The Ambassador from Venus a Biography
By Lisa Jarnot
UNIVERSITY OF CALIFORNIA PRESS Copyright © 2012 The Regents of the University of California
All rights reserved.
The Antediluvian World
At dawn in Oakland in the cold of the year I was born, January 7th, with the sun before rising or just below the horizon in the false dawn and Saturn in his own house, in Capricorn. But that is according to the old astrological convention. Actually, the sun has advanced; the winter solstice has progresst to the sign of Sagittarius. I was born in the head of the archer. ROBERT DUNCAN, "A Sequence of Poems for H.D.'s Birthday"
HE WAS CASE NUMBER 27,436 at the Children's Home Society. Though he would later be known as Robert Symmes, and later still as Robert Duncan, at birth he was given the name Edward Howe Duncan in honor of his father, a railroad engineer on the Southern Pacific line. What evidence remains of the elder Edward Duncan is his careful rounded signature on his wife's interment papers in Oakland, California's Mountain View Cemetery, dated February 23, 1919. Marguerite Duncan hadn't intended to deliver her tenth child at home, but she had been ill, and a local hospital refused to admit her, fearing that she was infected with the Spanish influenza, which had reached epidemic proportions since its onset in spring 1918 and would kill nearly 20 million people worldwide by the winter of 1919. The 1919 flu strain killed pregnant women in unusually high numbers, but other factors probably contributed to Marguerite's death some hours after her son's birth on January 7. She was a small woman in her late thirties who had already given birth to nine children, two of whom had been stillborn. Though accounts of the morning vary, the home delivery was probably overseen by a Dr. Woods, aided by the older Duncan girls and one of Marguerite's nieces. Duncan's sister Anne conjured the scene some sixty years later: "I stood at the foot of my mother's bed and watched Robert being born. I was two years old, and I remember a great deal of blood and water. He was born at six o'clock in the morning and mother died, I think, at four o'clock the same afternoon."

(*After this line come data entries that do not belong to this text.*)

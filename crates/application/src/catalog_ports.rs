use std::str::FromStr;

use async_trait::async_trait;
use smartsales_core::{AppError, AppResult};
use smartsales_domain::{Brand, Category, Product, ProductDiscount, ProductDraft};

/// Sort order for product listings.
#[derive(Debug, Clone, Copy, Default, PartialEq, Eq)]
pub enum ProductOrdering {
    /// Alphabetical by name.
    #[default]
    Name,
    /// Cheapest first.
    PriceAscending,
    /// Most expensive first.
    PriceDescending,
    /// Oldest first.
    CreatedAscending,
    /// Newest first.
    CreatedDescending,
}

impl FromStr for ProductOrdering {
    type Err = AppError;

    fn from_str(value: &str) -> Result<Self, Self::Err> {
        match value {
            "nombre" => Ok(Self::Name),
            "precio" => Ok(Self::PriceAscending),
            "-precio" => Ok(Self::PriceDescending),
            "fecha_creacion" => Ok(Self::CreatedAscending),
            "-fecha_creacion" => Ok(Self::CreatedDescending),
            _ => Err(AppError::Validation(format!("ordenamiento no soportado '{value}'"))),
        }
    }
}

/// Product listing filters.
#[derive(Debug, Clone, Default, PartialEq, Eq)]
pub struct ProductQuery {
    /// Restrict to one brand.
    pub brand_id: Option<i64>,
    /// Restrict to one category.
    pub category_id: Option<i64>,
    /// Restrict by listing state.
    pub active: Option<bool>,
    /// Case-insensitive match over name, description, brand and category.
    pub search: Option<String>,
    /// Sort order.
    pub ordering: ProductOrdering,
}

/// Repository port for brands, categories and products.
#[async_trait]
pub trait CatalogRepository: Send + Sync {
    /// Lists brands by name.
    async fn list_brands(&self) -> AppResult<Vec<Brand>>;

    /// Finds a brand.
    async fn find_brand(&self, brand_id: i64) -> AppResult<Option<Brand>>;

    /// Creates a brand.
    async fn create_brand(&self, name: &str) -> AppResult<Brand>;

    /// Renames a brand.
    async fn update_brand(&self, brand_id: i64, name: &str) -> AppResult<Brand>;

    /// Deletes a brand; products keep no brand.
    async fn delete_brand(&self, brand_id: i64) -> AppResult<()>;

    /// Lists categories by name.
    async fn list_categories(&self) -> AppResult<Vec<Category>>;

    /// Finds a category.
    async fn find_category(&self, category_id: i64) -> AppResult<Option<Category>>;

    /// Creates a category.
    async fn create_category(&self, name: &str) -> AppResult<Category>;

    /// Renames a category.
    async fn update_category(&self, category_id: i64, name: &str) -> AppResult<Category>;

    /// Deletes a category; products keep no category.
    async fn delete_category(&self, category_id: i64) -> AppResult<()>;

    /// Lists products matching the query.
    async fn list_products(&self, query: ProductQuery) -> AppResult<Vec<Product>>;

    /// Finds a product.
    async fn find_product(&self, product_id: i64) -> AppResult<Option<Product>>;

    /// Creates a product.
    async fn create_product(&self, draft: ProductDraft) -> AppResult<Product>;

    /// Replaces product attributes.
    async fn update_product(&self, product_id: i64, draft: ProductDraft) -> AppResult<Product>;

    /// Deletes a product.
    async fn delete_product(&self, product_id: i64) -> AppResult<()>;

    /// Sets or clears the discount copied onto a product.
    async fn set_product_discount(
        &self,
        product_id: i64,
        discount: Option<ProductDiscount>,
    ) -> AppResult<Product>;
}
use axum::Json;
use axum::extract::{Extension, State};
use axum::http::StatusCode;

use smartsales_core::ActorContext;

use crate::dto::{AddToCartRequest, CartResponse, MessageResponse};
use crate::error::ApiResult;
use crate::state::AppState;

/// Returns the active cart, or `null` when the user has none.
pub async fn active_cart_handler(
    State(state): State<AppState>,
    Extension(actor): Extension<ActorContext>,
) -> ApiResult<Json<Option<CartResponse>>> {
    let cart = state.cart_service.active_cart(&actor).await?;
    Ok(Json(cart.map(CartResponse::from)))
}

pub async fn add_to_cart_handler(
    State(state): State<AppState>,
    Extension(actor): Extension<ActorContext>,
    Json(payload): Json<AddToCartRequest>,
) -> ApiResult<(StatusCode, Json<CartResponse>)> {
    let cart = state
        .cart_service
        .add_product(&actor, payload.producto_id, payload.cantidad.unwrap_or(1))
        .await?;

    Ok((StatusCode::CREATED, Json(CartResponse::from(cart))))
}

pub async fn clear_cart_handler(
    State(state): State<AppState>,
    Extension(actor): Extension<ActorContext>,
) -> ApiResult<Json<MessageResponse>> {
    state.cart_service.clear(&actor).await?;
    Ok(Json(MessageResponse::new("Carrito vaciado correctamente.")))
}
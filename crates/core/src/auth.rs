use std::fmt::{Display, Formatter};
use std::str::FromStr;

use serde::{Deserialize, Serialize};

use crate::{AppError, AppResult};

/// Fixed platform roles.
#[derive(Debug, Clone, Copy, PartialEq, Eq, Hash, Serialize, Deserialize)]
#[serde(rename_all = "lowercase")]
pub enum UserRole {
    /// Shopper buying products and requesting maintenance.
    Cliente,
    /// Technician handling assigned maintenance tickets.
    Tecnico,
    /// Back-office administrator.
    Administrador,
}

impl UserRole {
    /// Returns the stable storage value for this role.
    #[must_use]
    pub fn as_str(&self) -> &'static str {
        match self {
            Self::Cliente => "cliente",
            Self::Tecnico => "tecnico",
            Self::Administrador => "administrador",
        }
    }

    /// Returns all known roles.
    #[must_use]
    pub fn all() -> &'static [Self] {
        const ALL: &[UserRole] = &[UserRole::Cliente, UserRole::Tecnico, UserRole::Administrador];

        ALL
    }
}

impl Display for UserRole {
    fn fmt(&self, formatter: &mut Formatter<'_>) -> std::fmt::Result {
        formatter.write_str(self.as_str())
    }
}

impl FromStr for UserRole {
    type Err = AppError;

    fn from_str(value: &str) -> Result<Self, Self::Err> {
        match value.trim().to_lowercase().as_str() {
            "cliente" => Ok(Self::Cliente),
            "tecnico" | "técnico" => Ok(Self::Tecnico),
            "administrador" | "admin" => Ok(Self::Administrador),
            other => Err(AppError::Validation(format!("unknown role '{other}'"))),
        }
    }
}

/// Explicit request context carried into every use case.
#[derive(Debug, Clone, PartialEq, Eq, Serialize, Deserialize)]
pub struct ActorContext {
    user_id: i64,
    username: String,
    role: UserRole,
    client_ip: Option<String>,
}

impl ActorContext {
    /// Creates a request context for an authenticated user.
    #[must_use]
    pub fn new(
        user_id: i64,
        username: impl Into<String>,
        role: UserRole,
        client_ip: Option<String>,
    ) -> Self {
        Self {
            user_id,
            username: username.into(),
            role,
            client_ip,
        }
    }

    /// Returns the authenticated user identifier.
    #[must_use]
    pub fn user_id(&self) -> i64 {
        self.user_id
    }

    /// Returns the authenticated username.
    #[must_use]
    pub fn username(&self) -> &str {
        self.username.as_str()
    }

    /// Returns the role of the caller.
    #[must_use]
    pub fn role(&self) -> UserRole {
        self.role
    }

    /// Returns the client IP resolved for the request, if known.
    #[must_use]
    pub fn client_ip(&self) -> Option<&str> {
        self.client_ip.as_deref()
    }

    /// Returns whether the caller is an administrator.
    #[must_use]
    pub fn is_admin(&self) -> bool {
        self.role == UserRole::Administrador
    }

    /// Fails with a forbidden error unless the caller is an administrator.
    pub fn require_admin(&self) -> AppResult<()> {
        if self.is_admin() {
            return Ok(());
        }

        Err(AppError::Forbidden(format!(
            "user '{}' requires the administrador role",
            self.username
        )))
    }

    /// Fails unless the caller is an administrator or the owner of the resource.
    pub fn require_owner_or_admin(&self, owner_id: i64) -> AppResult<()> {
        if self.is_admin() || self.user_id == owner_id {
            return Ok(());
        }

        Err(AppError::Forbidden(format!(
            "user '{}' cannot access a resource owned by another user",
            self.username
        )))
    }
}

#[cfg(test)]
mod tests {
    use super::{ActorContext, UserRole};
    use crate::AppError;

    #[test]
    fn role_parsing_accepts_accents_and_aliases() {
        assert!(matches!("Técnico".parse::<UserRole>(), Ok(UserRole::Tecnico)));
        assert!(matches!("admin".parse::<UserRole>(), Ok(UserRole::Administrador)));
        assert!("gerente".parse::<UserRole>().is_err());
    }

    #[test]
    fn owner_check_allows_admin_and_owner_only() {
        let owner = ActorContext::new(7, "ana", UserRole::Cliente, None);
        let other = ActorContext::new(8, "luis", UserRole::Cliente, None);
        let admin = ActorContext::new(1, "root", UserRole::Administrador, None);

        assert!(owner.require_owner_or_admin(7).is_ok());
        assert!(admin.require_owner_or_admin(7).is_ok());
        assert!(matches!(
            other.require_owner_or_admin(7),
            Err(AppError::Forbidden(_))
        ));
    }
}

The Duncans then lived at 2532 Twelfth Avenue, in the San Antonio neighborhood of Oakland, a landscape steeped in literary lore. During the 1880s, the young Gertrude Stein had lived here, where houses stood on lots once owned by Spanish rancher Luis Peralta. With a steep triangular roof that loomed above the properties on either side, 2532 Twelfth Avenue had been built during the first wave of the neighborhood's development. The residence had probably once been the main house of a dairy estate, and the property still included a flat-roofed barn. While the house was sizable by city standards, it likely provided cramped quarters for the nine Duncans. From the front porch, its tenants entered a high-ceilinged foyer with a stairwell and adjoining living room. Behind the living room was a dining room, and beside it, a narrow brick kitchen with a wood-burning stove. The second floor contained two bedrooms, the larger to the back and the smaller to the front. After Robert's birth, the house had to accommodate not only the Duncans but also a woman named Mae, who apparently consoled Edward Duncan after the loss of his wife and who brought two children of her own. The two oldest Duncan daughters, Edna and Marguerite, cared for their newborn brother, but before long, eighteen-year-old Edna fled the crowded household. Family legend held that the elder Edward Duncan "went into shock that lasted for months" after Marguerite died. Ultimately, he could no longer manage the children's care, and the entire Duncan brood was effectively orphaned by late 1919 or 1920. Duncan later heard pieces of the story from his adoptive parents: "For six months my father, the other Edward Howard Duncan, might have kept me and my two older sisters cared for me. But my father was poor, a common day-laborer. He could not afford it. Then, there must have been a period in a hospital, awaiting adoption."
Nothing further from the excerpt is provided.